Collected data entries:
· · ·

//! Application-wide constants and compile-time configuration.
//!
//! All hardware pin assignments, timing parameters, and protocol
//! constants live here so they can be tuned in one place.

// USB

/// USB VID/PID - use the "pid.codes" open-source test VID.
/// Replace with your own allocated VID/PID for production.
pub const USB_VID: u16 = 0x1209;
pub const USB_PID: u16 = 0x0002;

/// USB device strings.
pub const USB_MANUFACTURER: &str = "idle-nudge";
pub const USB_PRODUCT: &str = "Idle Nudge Mouse";
pub const USB_SERIAL_NUMBER: &str = "000001";

/// USB HID polling interval (ms).
pub const USB_HID_POLL_MS: u8 = 10;

/// Report ID carried in front of every mouse report.
pub const REPORT_ID_MOUSE: u8 = 1;

// GPIO pin assignments (Raspberry Pi Pico defaults)
//
// These are logical names; actual `embassy_rp::peripherals::*` types are
// selected in `main.rs`.  Adjust for your custom board.
//
//   WS2812 data        → GP16
//   Toggle button      → GP15 (active-low, internal pull-up)
//   Bootloader button  → GP28 (active-low, internal pull-up)

// Timing

/// Report emitter cadence (ms).
pub const REPORT_INTERVAL_MS: u32 = 10;

/// Button sampling cadence (ms). Bounds CPU use, not a debounce.
pub const BUTTON_POLL_INTERVAL_MS: u32 = 10;

/// Minimum spacing between two accepted toggles (ms).
pub const TOGGLE_GUARD_MS: u32 = 300;

/// Duration of the activity flash after a toggle (ms).
pub const TOGGLE_FLASH_MS: u32 = 150;

/// Duration of the activity flash after a drift nudge (ms).
pub const NUDGE_FLASH_MS: u32 = 50;

/// Amber splash shown before USB comes up (ms).
pub const BOOT_SPLASH_MS: u64 = 300;

// Movement

/// Samples in one shake burst.
pub const SHAKE_STEPS: u8 = 5;

/// Spacing between shake samples (ms).
pub const SHAKE_STEP_DELAY_MS: u32 = 20;

/// Shake samples are drawn from `-SHAKE_RANGE..=SHAKE_RANGE` per axis.
pub const SHAKE_RANGE: i8 = 3;

/// Anti-idle nudge period (ms). 10 minutes.
pub const DRIFT_PERIOD_MS: u32 = 600_000;

// Status pixel

/// Right-shift applied to each channel for the steady operating colors.
pub const STATUS_DIM_SHIFT: u8 = 1;

// Bootloader button

/// Hold time before the bootloader button reboots into BOOTSEL (ms).
pub const LONG_PRESS_MS: u32 = 3_000;

/// Error-color blinks shown before rebooting into the bootloader.
pub const BOOTLOADER_BLINKS: u8 = 5;

/// Half-period of a bootloader blink (ms).
pub const BOOTLOADER_BLINK_MS: u64 = 200;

· · ·

• **What you will do**:
Please reproduce the records above in their entirety, exactly as given.

• **Response to this task**:
//! Application-wide constants and compile-time configuration.
//!
//! All hardware pin assignments, timing parameters, and protocol
//! constants live here so they can be tuned in one place.

// USB

/// USB VID/PID - use the "pid.codes" open-source test VID.
/// Replace with your own allocated VID/PID for production.
pub const USB_VID: u16 = 0x1209;
pub const USB_PID: u16 = 0x0002;

/// USB device strings.
pub const USB_MANUFACTURER: &str = "idle-nudge";
pub const USB_PRODUCT: &str = "Idle Nudge Mouse";
pub const USB_SERIAL_NUMBER: &str = "000001";

/// USB HID polling interval (ms).
pub const USB_HID_POLL_MS: u8 = 10;

/// Report ID carried in front of every mouse report.
pub const REPORT_ID_MOUSE: u8 = 1;

// GPIO pin assignments (Raspberry Pi Pico defaults)
//
// These are logical names; actual `embassy_rp::peripherals::*` types are
// selected in `main.rs`.  Adjust for your custom board.
//
//   WS2812 data        → GP16
//   Toggle button      → GP15 (active-low, internal pull-up)
//   Bootloader button  → GP28 (active-low, internal pull-up)

// Timing

/// Report emitter cadence (ms).
pub const REPORT_INTERVAL_MS: u32 = 10;

/// Button sampling cadence (ms). Bounds CPU use, not a debounce.
pub const BUTTON_POLL_INTERVAL_MS: u32 = 10;

/// Minimum spacing between two accepted toggles (ms).
pub const TOGGLE_GUARD_MS: u32 = 300;

/// Duration of the activity flash after a toggle (ms).
pub const TOGGLE_FLASH_MS: u32 = 150;

/// Duration of the activity flash after a drift nudge (ms).
pub const NUDGE_FLASH_MS: u32 = 50;

/// Amber splash shown before USB comes up (ms).
pub const BOOT_SPLASH_MS: u64 = 300;

// Movement

/// Samples in one shake burst.
pub const SHAKE_STEPS: u8 = 5;

/// Spacing between shake samples (ms).
pub const SHAKE_STEP_DELAY_MS: u32 = 20;

/// Shake samples are drawn from `-SHAKE_RANGE..=SHAKE_RANGE` per axis.
pub const SHAKE_RANGE: i8 = 3;

/// Anti-idle nudge period (ms). 10 minutes.
pub const DRIFT_PERIOD_MS: u32 = 600_000;

// Status pixel

/// Right-shift applied to each channel for the steady operating colors.
pub const STATUS_DIM_SHIFT: u8 = 1;

// Bootloader button

/// Hold time before the bootloader button reboots into BOOTSEL (ms).
pub const LONG_PRESS_MS: u32 = 3_000;

/// Error-color blinks shown before rebooting into the bootloader.
pub const BOOTLOADER_BLINKS: u8 = 5;

/// Half-period of a bootloader blink (ms).
pub const BOOTLOADER_BLINK_MS: u64 = 200;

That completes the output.